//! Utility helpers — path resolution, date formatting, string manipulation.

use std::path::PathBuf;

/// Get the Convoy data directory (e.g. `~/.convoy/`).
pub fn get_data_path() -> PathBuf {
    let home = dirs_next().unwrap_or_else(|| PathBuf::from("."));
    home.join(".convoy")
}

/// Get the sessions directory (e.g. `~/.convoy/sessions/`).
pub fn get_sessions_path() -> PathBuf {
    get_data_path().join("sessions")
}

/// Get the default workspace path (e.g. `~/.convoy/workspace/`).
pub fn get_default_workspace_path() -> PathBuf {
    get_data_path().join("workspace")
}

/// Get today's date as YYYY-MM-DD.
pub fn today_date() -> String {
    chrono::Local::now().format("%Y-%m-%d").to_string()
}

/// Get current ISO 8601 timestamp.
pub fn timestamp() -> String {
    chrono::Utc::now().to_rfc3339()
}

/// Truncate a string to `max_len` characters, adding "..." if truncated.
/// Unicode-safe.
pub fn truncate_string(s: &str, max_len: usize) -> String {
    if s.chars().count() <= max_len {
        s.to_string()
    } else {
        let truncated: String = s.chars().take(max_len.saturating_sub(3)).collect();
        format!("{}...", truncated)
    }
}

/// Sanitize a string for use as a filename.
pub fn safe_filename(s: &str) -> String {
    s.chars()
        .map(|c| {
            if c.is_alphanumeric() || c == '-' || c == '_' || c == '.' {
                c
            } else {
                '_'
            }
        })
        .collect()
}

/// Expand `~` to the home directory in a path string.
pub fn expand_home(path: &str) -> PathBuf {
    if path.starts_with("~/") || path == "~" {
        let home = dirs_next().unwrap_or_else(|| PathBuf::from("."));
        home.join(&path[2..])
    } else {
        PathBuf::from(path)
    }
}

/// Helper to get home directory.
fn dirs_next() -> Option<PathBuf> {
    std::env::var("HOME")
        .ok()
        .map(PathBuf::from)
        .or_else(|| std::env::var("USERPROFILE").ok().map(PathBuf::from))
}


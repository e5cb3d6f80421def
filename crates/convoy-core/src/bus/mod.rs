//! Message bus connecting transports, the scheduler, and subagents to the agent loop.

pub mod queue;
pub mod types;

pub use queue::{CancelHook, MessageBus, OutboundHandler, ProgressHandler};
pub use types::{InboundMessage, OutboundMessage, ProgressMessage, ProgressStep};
___
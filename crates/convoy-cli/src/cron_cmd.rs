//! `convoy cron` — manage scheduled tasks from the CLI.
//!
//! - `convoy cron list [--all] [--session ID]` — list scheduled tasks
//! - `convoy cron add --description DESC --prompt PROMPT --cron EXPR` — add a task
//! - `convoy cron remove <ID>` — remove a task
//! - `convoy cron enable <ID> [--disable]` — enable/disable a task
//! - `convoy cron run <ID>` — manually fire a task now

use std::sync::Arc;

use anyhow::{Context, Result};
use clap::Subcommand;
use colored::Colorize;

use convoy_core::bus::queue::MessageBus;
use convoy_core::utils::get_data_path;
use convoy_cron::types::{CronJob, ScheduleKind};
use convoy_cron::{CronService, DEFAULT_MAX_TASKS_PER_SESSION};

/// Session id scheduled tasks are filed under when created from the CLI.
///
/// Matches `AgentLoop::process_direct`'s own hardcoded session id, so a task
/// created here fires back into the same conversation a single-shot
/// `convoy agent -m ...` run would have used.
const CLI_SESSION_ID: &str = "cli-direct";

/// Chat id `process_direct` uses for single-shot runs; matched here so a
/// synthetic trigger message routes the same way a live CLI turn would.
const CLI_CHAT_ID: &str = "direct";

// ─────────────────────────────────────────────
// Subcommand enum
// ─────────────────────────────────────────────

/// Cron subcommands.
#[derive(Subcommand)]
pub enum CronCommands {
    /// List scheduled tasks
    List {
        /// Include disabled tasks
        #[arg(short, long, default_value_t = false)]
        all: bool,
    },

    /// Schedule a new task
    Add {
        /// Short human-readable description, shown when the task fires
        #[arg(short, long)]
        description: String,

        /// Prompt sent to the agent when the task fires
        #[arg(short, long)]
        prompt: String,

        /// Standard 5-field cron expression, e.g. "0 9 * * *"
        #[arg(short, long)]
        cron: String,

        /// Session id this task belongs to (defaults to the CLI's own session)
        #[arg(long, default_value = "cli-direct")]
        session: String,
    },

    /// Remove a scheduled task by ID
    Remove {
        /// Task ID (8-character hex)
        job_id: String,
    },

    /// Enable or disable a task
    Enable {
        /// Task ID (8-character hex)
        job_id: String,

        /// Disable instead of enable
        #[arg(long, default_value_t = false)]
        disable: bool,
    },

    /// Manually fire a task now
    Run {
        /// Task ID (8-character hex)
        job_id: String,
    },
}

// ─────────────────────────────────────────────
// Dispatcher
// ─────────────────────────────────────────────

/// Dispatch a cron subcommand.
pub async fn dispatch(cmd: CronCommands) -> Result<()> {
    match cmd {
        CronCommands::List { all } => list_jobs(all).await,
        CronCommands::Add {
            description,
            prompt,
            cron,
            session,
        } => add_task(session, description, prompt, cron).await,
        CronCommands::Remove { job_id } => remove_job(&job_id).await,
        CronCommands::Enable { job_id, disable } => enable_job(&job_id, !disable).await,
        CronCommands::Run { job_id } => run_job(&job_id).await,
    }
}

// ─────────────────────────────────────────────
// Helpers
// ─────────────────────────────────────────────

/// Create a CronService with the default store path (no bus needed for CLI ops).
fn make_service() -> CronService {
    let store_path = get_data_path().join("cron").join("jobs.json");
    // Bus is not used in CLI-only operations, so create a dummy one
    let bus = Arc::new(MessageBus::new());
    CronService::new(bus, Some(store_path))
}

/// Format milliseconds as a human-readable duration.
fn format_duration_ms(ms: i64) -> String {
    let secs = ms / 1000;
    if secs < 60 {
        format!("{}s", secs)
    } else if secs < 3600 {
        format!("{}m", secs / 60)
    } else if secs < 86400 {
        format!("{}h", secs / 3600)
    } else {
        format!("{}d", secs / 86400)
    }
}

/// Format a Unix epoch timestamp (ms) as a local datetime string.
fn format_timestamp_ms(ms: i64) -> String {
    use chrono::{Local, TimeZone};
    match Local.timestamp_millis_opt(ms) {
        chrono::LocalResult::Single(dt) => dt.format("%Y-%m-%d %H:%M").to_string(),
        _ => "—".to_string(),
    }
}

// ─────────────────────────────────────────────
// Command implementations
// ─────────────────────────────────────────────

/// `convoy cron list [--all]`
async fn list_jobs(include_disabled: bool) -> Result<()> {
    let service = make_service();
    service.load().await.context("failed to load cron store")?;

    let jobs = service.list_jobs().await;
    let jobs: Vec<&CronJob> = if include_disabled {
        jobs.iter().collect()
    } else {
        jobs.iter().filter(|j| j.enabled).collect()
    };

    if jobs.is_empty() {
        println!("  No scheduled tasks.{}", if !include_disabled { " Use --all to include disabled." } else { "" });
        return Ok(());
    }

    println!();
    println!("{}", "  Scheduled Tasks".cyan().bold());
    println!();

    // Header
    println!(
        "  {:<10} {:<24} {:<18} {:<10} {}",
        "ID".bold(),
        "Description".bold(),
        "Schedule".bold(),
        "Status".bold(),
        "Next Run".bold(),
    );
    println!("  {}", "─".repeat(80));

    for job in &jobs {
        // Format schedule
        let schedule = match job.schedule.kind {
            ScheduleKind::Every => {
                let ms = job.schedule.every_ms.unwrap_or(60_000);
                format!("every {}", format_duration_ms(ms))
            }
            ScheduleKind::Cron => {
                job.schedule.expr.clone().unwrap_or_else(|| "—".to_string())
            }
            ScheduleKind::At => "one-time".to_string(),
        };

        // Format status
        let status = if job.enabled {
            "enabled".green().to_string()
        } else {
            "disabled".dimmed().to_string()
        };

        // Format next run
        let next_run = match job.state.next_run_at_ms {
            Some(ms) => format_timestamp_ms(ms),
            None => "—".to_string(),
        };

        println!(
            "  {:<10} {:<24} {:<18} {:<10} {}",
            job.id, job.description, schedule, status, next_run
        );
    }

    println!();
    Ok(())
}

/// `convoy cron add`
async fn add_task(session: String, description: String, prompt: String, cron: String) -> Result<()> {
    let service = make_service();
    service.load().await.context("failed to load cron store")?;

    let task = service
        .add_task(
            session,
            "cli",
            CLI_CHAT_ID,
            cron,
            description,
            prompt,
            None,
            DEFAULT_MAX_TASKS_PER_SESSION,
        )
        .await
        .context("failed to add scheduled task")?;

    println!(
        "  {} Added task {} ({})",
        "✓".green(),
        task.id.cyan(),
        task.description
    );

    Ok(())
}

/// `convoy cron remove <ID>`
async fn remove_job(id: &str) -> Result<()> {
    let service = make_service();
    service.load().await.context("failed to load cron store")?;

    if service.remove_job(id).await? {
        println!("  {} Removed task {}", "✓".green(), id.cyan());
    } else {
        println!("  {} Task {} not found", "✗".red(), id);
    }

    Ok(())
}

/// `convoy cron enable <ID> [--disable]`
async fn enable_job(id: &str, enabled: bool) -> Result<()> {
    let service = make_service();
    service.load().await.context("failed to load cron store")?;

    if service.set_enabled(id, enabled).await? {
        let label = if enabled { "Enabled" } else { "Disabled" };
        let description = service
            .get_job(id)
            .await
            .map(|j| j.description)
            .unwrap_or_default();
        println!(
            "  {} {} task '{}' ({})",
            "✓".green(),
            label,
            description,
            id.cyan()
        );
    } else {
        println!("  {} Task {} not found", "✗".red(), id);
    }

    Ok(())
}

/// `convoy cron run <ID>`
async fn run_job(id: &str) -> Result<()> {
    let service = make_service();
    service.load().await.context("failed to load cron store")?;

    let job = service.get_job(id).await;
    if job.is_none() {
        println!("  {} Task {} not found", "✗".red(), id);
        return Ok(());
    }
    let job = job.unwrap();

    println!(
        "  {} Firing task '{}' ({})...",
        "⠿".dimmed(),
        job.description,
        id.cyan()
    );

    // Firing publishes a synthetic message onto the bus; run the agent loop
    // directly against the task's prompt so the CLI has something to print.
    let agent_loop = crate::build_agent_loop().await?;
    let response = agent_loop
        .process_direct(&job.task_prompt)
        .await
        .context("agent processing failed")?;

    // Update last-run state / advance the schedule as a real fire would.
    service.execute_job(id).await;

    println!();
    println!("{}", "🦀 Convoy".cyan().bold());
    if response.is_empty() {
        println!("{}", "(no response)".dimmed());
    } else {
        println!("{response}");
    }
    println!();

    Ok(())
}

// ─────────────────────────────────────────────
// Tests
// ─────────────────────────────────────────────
___
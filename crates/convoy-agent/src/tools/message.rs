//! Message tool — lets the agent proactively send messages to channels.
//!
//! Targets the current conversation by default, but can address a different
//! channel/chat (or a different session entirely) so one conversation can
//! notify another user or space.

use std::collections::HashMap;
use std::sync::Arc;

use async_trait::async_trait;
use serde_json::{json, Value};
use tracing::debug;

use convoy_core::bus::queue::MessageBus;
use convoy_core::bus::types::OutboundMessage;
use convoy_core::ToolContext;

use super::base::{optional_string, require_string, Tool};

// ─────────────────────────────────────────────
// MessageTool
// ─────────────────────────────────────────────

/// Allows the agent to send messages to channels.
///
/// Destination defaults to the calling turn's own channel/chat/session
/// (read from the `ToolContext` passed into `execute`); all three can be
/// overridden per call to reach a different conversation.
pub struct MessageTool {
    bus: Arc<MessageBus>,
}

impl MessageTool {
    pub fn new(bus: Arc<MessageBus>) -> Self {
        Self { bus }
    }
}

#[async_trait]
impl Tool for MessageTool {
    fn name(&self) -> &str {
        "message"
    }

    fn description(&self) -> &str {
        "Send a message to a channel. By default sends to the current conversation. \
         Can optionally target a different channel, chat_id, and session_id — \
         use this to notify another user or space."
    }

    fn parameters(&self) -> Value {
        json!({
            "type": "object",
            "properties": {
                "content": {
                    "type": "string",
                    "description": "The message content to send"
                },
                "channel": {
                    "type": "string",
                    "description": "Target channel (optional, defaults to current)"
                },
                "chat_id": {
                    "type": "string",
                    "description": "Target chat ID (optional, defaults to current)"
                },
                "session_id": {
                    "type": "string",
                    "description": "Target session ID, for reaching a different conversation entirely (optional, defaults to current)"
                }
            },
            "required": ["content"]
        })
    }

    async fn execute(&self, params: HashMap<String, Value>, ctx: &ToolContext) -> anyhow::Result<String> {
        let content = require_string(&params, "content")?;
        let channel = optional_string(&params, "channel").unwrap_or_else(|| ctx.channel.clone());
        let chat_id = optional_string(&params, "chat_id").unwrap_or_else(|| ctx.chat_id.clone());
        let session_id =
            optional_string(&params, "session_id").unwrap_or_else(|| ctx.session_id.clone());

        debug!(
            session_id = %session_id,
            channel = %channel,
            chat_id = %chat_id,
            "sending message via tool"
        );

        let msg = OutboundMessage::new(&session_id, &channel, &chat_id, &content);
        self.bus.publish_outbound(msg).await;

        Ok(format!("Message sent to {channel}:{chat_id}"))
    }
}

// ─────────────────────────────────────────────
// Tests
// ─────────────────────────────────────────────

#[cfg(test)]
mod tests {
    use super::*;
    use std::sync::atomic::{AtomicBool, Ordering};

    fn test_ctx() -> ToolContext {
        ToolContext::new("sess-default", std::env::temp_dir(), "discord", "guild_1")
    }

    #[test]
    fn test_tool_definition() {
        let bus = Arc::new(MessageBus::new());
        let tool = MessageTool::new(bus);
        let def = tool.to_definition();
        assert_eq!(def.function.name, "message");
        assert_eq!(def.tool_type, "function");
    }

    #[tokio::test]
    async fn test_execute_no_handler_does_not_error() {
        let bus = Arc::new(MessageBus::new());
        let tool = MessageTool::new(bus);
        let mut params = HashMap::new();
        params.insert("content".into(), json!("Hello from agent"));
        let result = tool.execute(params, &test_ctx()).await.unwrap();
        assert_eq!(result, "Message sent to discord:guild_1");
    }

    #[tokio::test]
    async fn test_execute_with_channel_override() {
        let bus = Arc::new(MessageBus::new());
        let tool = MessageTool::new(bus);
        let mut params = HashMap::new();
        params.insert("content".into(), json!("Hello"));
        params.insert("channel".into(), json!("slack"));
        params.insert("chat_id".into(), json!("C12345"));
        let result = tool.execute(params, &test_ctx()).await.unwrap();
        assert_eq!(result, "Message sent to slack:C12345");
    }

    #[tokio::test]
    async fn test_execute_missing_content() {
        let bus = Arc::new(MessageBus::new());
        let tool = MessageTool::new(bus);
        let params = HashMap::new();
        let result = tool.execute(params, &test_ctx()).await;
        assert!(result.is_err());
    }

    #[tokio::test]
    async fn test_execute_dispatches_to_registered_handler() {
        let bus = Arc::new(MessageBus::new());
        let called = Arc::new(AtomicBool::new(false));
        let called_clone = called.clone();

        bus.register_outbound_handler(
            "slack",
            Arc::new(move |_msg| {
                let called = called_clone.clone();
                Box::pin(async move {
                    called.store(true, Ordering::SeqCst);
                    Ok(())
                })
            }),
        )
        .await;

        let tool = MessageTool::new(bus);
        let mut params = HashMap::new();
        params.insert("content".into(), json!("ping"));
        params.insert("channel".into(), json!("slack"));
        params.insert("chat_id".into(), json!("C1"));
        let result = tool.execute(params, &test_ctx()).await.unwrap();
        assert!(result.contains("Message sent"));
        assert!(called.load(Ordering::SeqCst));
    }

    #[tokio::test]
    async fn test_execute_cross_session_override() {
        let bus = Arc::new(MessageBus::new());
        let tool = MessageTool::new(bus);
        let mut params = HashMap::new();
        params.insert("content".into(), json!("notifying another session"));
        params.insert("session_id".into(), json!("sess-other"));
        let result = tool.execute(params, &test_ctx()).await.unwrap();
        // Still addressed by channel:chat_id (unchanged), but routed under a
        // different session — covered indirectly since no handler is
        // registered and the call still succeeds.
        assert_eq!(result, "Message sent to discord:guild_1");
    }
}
___
• [EXERCISE]
Would you copy out exactly the lines above that start at the one containing "use std::path::PathBuf;" and end at the one containing "get home directory.", inclusive?

• [RESULT OF THIS EXERCISE]
use std::path::PathBuf;

/// Get the Convoy data directory (e.g. `~/.convoy/`).
pub fn get_data_path() -> PathBuf {
    let home = dirs_next().unwrap_or_else(|| PathBuf::from("."));
    home.join(".convoy")
}

/// Get the sessions directory (e.g. `~/.convoy/sessions/`).
pub fn get_sessions_path() -> PathBuf {
    get_data_path().join("sessions")
}

/// Get the default workspace path (e.g. `~/.convoy/workspace/`).
pub fn get_default_workspace_path() -> PathBuf {
    get_data_path().join("workspace")
}

/// Get today's date as YYYY-MM-DD.
pub fn today_date() -> String {
    chrono::Local::now().format("%Y-%m-%d").to_string()
}

/// Get current ISO 8601 timestamp.
pub fn timestamp() -> String {
    chrono::Utc::now().to_rfc3339()
}

/// Truncate a string to `max_len` characters, adding "..." if truncated.
/// Unicode-safe.
pub fn truncate_string(s: &str, max_len: usize) -> String {
    if s.chars().count() <= max_len {
        s.to_string()
    } else {
        let truncated: String = s.chars().take(max_len.saturating_sub(3)).collect();
        format!("{}...", truncated)
    }
}

/// Sanitize a string for use as a filename.
pub fn safe_filename(s: &str) -> String {
    s.chars()
        .map(|c| {
            if c.is_alphanumeric() || c == '-' || c == '_' || c == '.' {
                c
            } else {
                '_'
            }
        })
        .collect()
}

/// Expand `~` to the home directory in a path string.
pub fn expand_home(path: &str) -> PathBuf {
    if path.starts_with("~/") || path == "~" {
        let home = dirs_next().unwrap_or_else(|| PathBuf::from("."));
        home.join(&path[2..])
    } else {
        PathBuf::from(path)
    }
}

/// Helper to get home directory.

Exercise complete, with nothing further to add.